Based on a generalised system of preference he says the UK uses influences from the Subcontinent through “The ability to incorporate hand spun and handwoven textiles and boutique and other forms of a craft form that part of the world, into mainstream fashion collections and that’s what stood the UK a part for many years”.

An expert in the textile industry, Asian Sunday spoke to Shilpa Bilimoria-Cherry, the Creative Director and Founder of the House of Bilimoria, on how South Asian culture has had an influence on the British textiles industry.

“The relationship between style and clothing in South Asia and Britain has a long history, it is something that has its roots buried in colonialism with the bottom line of profit being the priority of the way this was shaped back and forth between the two places through the years,” says Shilpa.

Offering her opinion on the ban of ‘Chintz’ textiles, which were loved by the British, with their origins in South Asia, and even their name originating from there, she says “What could look like a very British style of print or textile to the discerning eye, could, in fact, be a textile that’s life is really far from British”.

The woodblock printed, painted, stained or glazed calico textile of chintz originated in Golconda, which is present-day Hyderabad, India in the 16th century and came to dominate western interiors and fashion.

The word chintz came from the Hindi “chint” or Persian “chitta” meaning “spotted” or “printed”, and refers to a technique, rather than to the fabric itself.

Originally an Indian hand-painted or hand-printed calico, it became popular in Europe during the sixteenth and seventeenth centuries, when it was imported by the Portuguese and latterly the East India Company.

Decorated with floral motifs and natural forms, this brightly coloured cotton fabric appealed to Europeans in particular.

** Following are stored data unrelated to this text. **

#[cfg(test)]
mod tests {
    use super::*;
    use crate::memory::{MemoryTransport, StreamFrame};
    use crate::transport::TransportStream;
    use assert_matches::assert_matches;
    use parking_lot::Mutex;
    use streamfan_core::SequentialIdGenerator;
    use streamfan_core::logging::capture_logs;
    use tracing::Level;

    fn endpoint_with(options: EndpointOptions) -> (Arc<Endpoint>, Arc<MemoryTransport>) {
        let transport = Arc::new(MemoryTransport::new("test", 16, false));
        let endpoint = Arc::new(Endpoint::new(
            "test",
            transport.clone(),
            Arc::new(SequentialIdGenerator::new("s")),
            options,
            Weak::new(),
        ));
        (endpoint, transport)
    }

    fn endpoint() -> (Arc<Endpoint>, Arc<MemoryTransport>) {
        endpoint_with(EndpointOptions::default())
    }

    async fn eventually(mut cond: impl FnMut() -> bool) {
        for _ in 0..200 {
            if cond() {
                return;
            }
            tokio::time::sleep(Duration::from_millis(5)).await;
        }
        panic!("condition not reached");
    }

    #[tokio::test]
    async fn cache_entry_exists_before_first_listener() {
        let (endpoint, transport) = endpoint();
        let seen = Arc::new(Mutex::new(Vec::new()));
        let s = seen.clone();
        endpoint.add_stream_listener(ListenerRef::stream_fn("peek", move |ev: &StreamEvent| {
            s.lock().push(ev.streams.contains(&ev.id));
            Ok(())
        }));
        endpoint.listen(8000).await.unwrap();

        let session = transport.connect(None).await.unwrap();
        let _client = session.open_stream(Headers::new()).await.unwrap();

        eventually(|| !seen.lock().is_empty()).await;
        assert_eq!(*seen.lock(), vec![true]);
        assert_eq!(endpoint.stream_ids(), vec![StreamId::from("s-1")]);
    }

    #[tokio::test]
    async fn close_evicts_stream() {
        let (endpoint, transport) = endpoint();
        endpoint.listen(8000).await.unwrap();
        let session = transport.connect(None).await.unwrap();
        let client = session.open_stream(Headers::new()).await.unwrap();

        eventually(|| endpoint.stream_count() == 1).await;
        client.close();
        assert_eq!(endpoint.stream_count(), 0);
    }

    #[tokio::test]
    async fn second_listen_is_rejected() {
        let (endpoint, _transport) = endpoint();
        endpoint.listen(8000).await.unwrap();
        assert!(endpoint.is_listening());
        assert_matches!(
            endpoint.listen(8000).await,
            Err(FanoutError::AlreadyListening { ref name }) if name == "test"
        );
    }

    #[tokio::test]
    async fn failed_transport_listen_leaves_endpoint_idle() {
        let (endpoint, transport) = endpoint();
        transport.close().await;
        assert_matches!(endpoint.listen(8000).await, Err(FanoutError::Transport(_)));
        assert!(!endpoint.is_listening());
    }

    #[tokio::test]
    async fn duplicate_registration_runs_twice() {
        let (endpoint, transport) = endpoint();
        let calls = Arc::new(Mutex::new(0_u32));
        for _ in 0..2 {
            let c = calls.clone();
            endpoint.add_stream_listener(ListenerRef::stream_fn("same", move |_: &StreamEvent| {
                *c.lock() += 1;
                Ok(())
            }));
        }
        assert_eq!(endpoint.stream_listener_count(), 2);
        endpoint.listen(8000).await.unwrap();

        let session = transport.connect(None).await.unwrap();
        let _client = session.open_stream(Headers::new()).await.unwrap();
        eventually(|| *calls.lock() == 2).await;
    }

    #[tokio::test]
    async fn session_listeners_receive_session() {
        let (endpoint, transport) = endpoint();
        let seen = Arc::new(Mutex::new(Vec::new()));
        let s = seen.clone();
        endpoint.add_session_listener(ListenerRef::session_fn("who", move |ev: &SessionEvent| {
            s.lock().push(ev.session.id().to_string());
            Ok(())
        }));
        assert_eq!(endpoint.session_listener_count(), 1);
        endpoint.listen(8000).await.unwrap();

        let session = transport.connect(None).await.unwrap();
        eventually(|| !seen.lock().is_empty()).await;
        assert_eq!(*seen.lock(), vec![session.id().to_string()]);
    }

    #[tokio::test]
    async fn auto_respond_precedes_listener_writes() {
        let (endpoint, transport) = endpoint_with(EndpointOptions {
            auto_respond: Some(AutoRespond::default()),
            ..EndpointOptions::default()
        });
        endpoint.add_stream_listener(ListenerRef::stream_fn("hello", |ev: &StreamEvent| {
            ev.write("hello")?;
            Ok(())
        }));
        endpoint.listen(8000).await.unwrap();

        let session = transport.connect(None).await.unwrap();
        let mut client = session.open_stream(Headers::new()).await.unwrap();

        let first = client.recv().await.unwrap();
        assert_matches!(first, StreamFrame::Response { status: 200, ref headers }
            if headers["content-type"] == "text/plain");
        assert_eq!(client.recv().await, Some(StreamFrame::Data(Bytes::from_static(b"hello"))));
    }

    #[tokio::test]
    async fn write_all_reaches_every_open_stream_once() {
        let (endpoint, transport) = endpoint();
        endpoint.listen(8000).await.unwrap();
        let session = transport.connect(None).await.unwrap();
        let mut a = session.open_stream(Headers::new()).await.unwrap();
        let mut b = session.open_stream(Headers::new()).await.unwrap();
        eventually(|| endpoint.stream_count() == 2).await;

        let report = endpoint.write_all("X");

        assert_eq!(report, WriteReport { delivered: 2, failed: 0 });
        assert_eq!(a.drain_data(), vec![Bytes::from_static(b"X")]);
        assert_eq!(b.drain_data(), vec![Bytes::from_static(b"X")]);
    }

    #[tokio::test(flavor = "current_thread")]
    async fn write_to_stream_closed_after_snapshot_is_reported() {
        struct Closed;
        impl TransportStream for Closed {
            fn write(&self, _: Bytes) -> std::result::Result<(), streamfan_core::TransportError> {
                Err(streamfan_core::TransportError::StreamClosed)
            }
            fn respond(&self, _: u16, _: Headers) -> std::result::Result<(), streamfan_core::TransportError> {
                Err(streamfan_core::TransportError::StreamClosed)
            }
            fn is_closed(&self) -> bool {
                true
            }
            fn on_close(&self, _: crate::transport::CloseHook) {}
        }

        let (logs, _guard) = capture_logs();
        let (endpoint, _transport) = endpoint();
        endpoint.streams().insert(StreamId::from("gone"), Arc::new(Closed));

        let report = endpoint.write_all("X");

        assert_eq!(report, WriteReport { delivered: 0, failed: 1 });
        assert!(logs.has_event(Level::WARN, "broadcast write failed"));
    }

    #[tokio::test(flavor = "current_thread")]
    async fn failing_listener_does_not_stop_the_endpoint() {
        let (logs, _guard) = capture_logs();
        let (endpoint, transport) = endpoint();
        let ok = Arc::new(Mutex::new(0_u32));
        endpoint.add_stream_listener(ListenerRef::stream_fn("picky", |ev: &StreamEvent| {
            anyhow::ensure!(ev.header("x-ok").is_some(), "missing x-ok");
            Ok(())
        }));
        let o = ok.clone();
        endpoint.add_stream_listener(ListenerRef::stream_fn("count", move |_: &StreamEvent| {
            *o.lock() += 1;
            Ok(())
        }));
        endpoint.listen(8000).await.unwrap();

        let session = transport.connect(None).await.unwrap();
        let _bad = session.open_stream(Headers::new()).await.unwrap();
        let _good = session
            .open_stream(Headers::from([("x-ok".into(), "1".into())]))
            .await
            .unwrap();

        eventually(|| *ok.lock() == 1).await;
        eventually(|| logs.has_event(Level::ERROR, "listener failed")).await;
        assert_eq!(endpoint.stream_count(), 2);
    }

    #[tokio::test]
    async fn handle_stream_returns_pass_outcome() {
        let (endpoint, transport) = endpoint();
        endpoint.add_stream_listener(ListenerRef::stream_fn("fails", |_: &StreamEvent| {
            anyhow::bail!("boom")
        }));
        let mut events = transport.listen(9000).await.unwrap();
        let session = transport.connect(None).await.unwrap();
        let _client = session.open_stream(Headers::new()).await.unwrap();
        let _ = events.recv().await;
        let Some(TransportEvent::Stream { stream, headers }) = events.recv().await else {
            panic!("expected stream event");
        };

        let pass = endpoint.handle_stream(stream, headers).unwrap();
        let err = pass.await.unwrap().unwrap_err();
        assert_eq!(err.listener, "fails");
        assert_eq!(err.endpoint, "test");
    }

    #[tokio::test]
    async fn disconnect_clears_cache_and_closes_transport() {
        let (endpoint, transport) = endpoint();
        endpoint.listen(8000).await.unwrap();
        let session = transport.connect(None).await.unwrap();
        let client = session.open_stream(Headers::new()).await.unwrap();
        eventually(|| endpoint.stream_count() == 1).await;

        endpoint.disconnect().await;
        endpoint.disconnect().await;

        assert!(endpoint.is_disconnected());
        assert_eq!(endpoint.stream_count(), 0);
        assert!(transport.is_closed());
        assert!(!client.is_closed());
    }

    #[tokio::test(flavor = "current_thread")]
    async fn queued_streams_are_dropped_on_disconnect() {
        let (endpoint, transport) = endpoint();
        let calls = Arc::new(Mutex::new(0_u32));
        let c = calls.clone();
        endpoint.add_stream_listener(ListenerRef::stream_fn("count", move |_: &StreamEvent| {
            *c.lock() += 1;
            Ok(())
        }));
        let s = calls.clone();
        endpoint.add_session_listener(ListenerRef::session_fn("count", move |_: &SessionEvent| {
            *s.lock() += 1;
            Ok(())
        }));
        endpoint.listen(8000).await.unwrap();

        // Nothing yields until disconnect, so every event is still queued.
        let session = transport.connect(None).await.unwrap();
        let mut clients = Vec::new();
        for _ in 0..8 {
            clients.push(session.open_stream(Headers::new()).await.unwrap());
        }
        endpoint.disconnect().await;
        for _ in 0..20 {
            tokio::task::yield_now().await;
        }

        assert_eq!(endpoint.stream_count(), 0);
        assert_eq!(*calls.lock(), 0);
    }

    #[tokio::test]
    async fn disconnected_endpoint_refuses_direct_arrivals() {
        let (endpoint, transport) = endpoint();
        let calls = Arc::new(Mutex::new(0_u32));
        let c = calls.clone();
        endpoint.add_stream_listener(ListenerRef::stream_fn("count", move |_: &StreamEvent| {
            *c.lock() += 1;
            Ok(())
        }));
        let mut events = transport.listen(9000).await.unwrap();
        let session = transport.connect(None).await.unwrap();
        let _client = session.open_stream(Headers::new()).await.unwrap();
        let Some(TransportEvent::Session(server_session)) = events.recv().await else {
            panic!("expected session event");
        };
        let Some(TransportEvent::Stream { stream, headers }) = events.recv().await else {
            panic!("expected stream event");
        };

        endpoint.disconnect().await;

        assert!(endpoint.handle_stream(stream, headers).is_none());
        assert!(endpoint.handle_session(server_session).is_none());
        assert_eq!(endpoint.stream_count(), 0);
        tokio::task::yield_now().await;
        assert_eq!(*calls.lock(), 0);
    }

    #[tokio::test(start_paused = true)]
    async fn default_polling_listener_uses_configured_interval() {
        let (endpoint, transport) = endpoint_with(EndpointOptions {
            poll_interval: Duration::from_millis(100),
            ..EndpointOptions::default()
        });
        let calls = Arc::new(Mutex::new(0_u32));
        let c = calls.clone();
        endpoint.add_default_polling_listener(
            "ticker",
            crate::listener::FnListener(move |_: &StreamEvent| -> anyhow::Result<()> {
                *c.lock() += 1;
                Ok(())
            }),
        );
        assert_eq!(endpoint.poll_interval(), Duration::from_millis(100));
        endpoint.listen(8000).await.unwrap();

        let session = transport.connect(None).await.unwrap();
        let _client = session.open_stream(Headers::new()).await.unwrap();
        eventually(|| *calls.lock() == 1).await;
        let first = *calls.lock();

        tokio::time::sleep(Duration::from_millis(1_000)).await;
        let after = *calls.lock();
        assert!((first + 9..=first + 11).contains(&after), "got {after} after {first}");
    }

    #[test]
    fn default_options_poll_every_five_seconds() {
        assert_eq!(EndpointOptions::default().poll_interval, Duration::from_secs(5));
    }

    #[tokio::test(start_paused = true)]
    async fn polling_listener_registered_as_stream_listener() {
        let (endpoint, transport) = endpoint();
        let calls = Arc::new(Mutex::new(0_u32));
        let c = calls.clone();
        endpoint.add_polling_listener(
            "ticker",
            Duration::from_secs(1),
            crate::listener::FnListener(move |_: &StreamEvent| -> anyhow::Result<()> {
                *c.lock() += 1;
                Ok(())
            }),
        );
        assert_eq!(endpoint.stream_listener_count(), 1);
        endpoint.listen(8000).await.unwrap();

        let session = transport.connect(None).await.unwrap();
        let client = session.open_stream(Headers::new()).await.unwrap();
        eventually(|| *calls.lock() == 1).await;

        tokio::time::sleep(Duration::from_millis(2_500)).await;
        let before_close = *calls.lock();
        assert!((3..=4).contains(&before_close));

        client.close();
        tokio::time::sleep(Duration::from_secs(5)).await;
        assert_eq!(*calls.lock(), before_close);
    }
}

Foremost, cotton was softer than local linen and woollen fabrics, and the shiny vivid finish of chintz looked as expensive as imported silk.

The influx was such that both France and England began to view the imports as a threat to their local mills because they could not produce the fabric themselves.

As a result of this in 1720, the British government banned the import of most cotton textiles into England, followed by the restriction of the sale of most cotton textiles.

Chintz, although today might be largely associated with twee or cutesy armchairs and wallpaper is, in its true form, commonly referred to as a fabric that was not only once highly prized the world over, and helped revolutionise fashion and design, but also changed the course of history, but not for the better.

As Chintz became the cloth that changed the world, tells a story that is “Much larger, and often much less pleasant”, according to Harvard historian Dr Sven Beckert, and is a “Tale of armed trade, colonialism, slavery, and the dispossession of native peoples.”

The founder of Bilimoria adds “Bearing this in mind there is a dance between countries and cultures that have been happening and continues to do so, with influences turning into what could be seen as a whole new style of this modern-day world citizen.”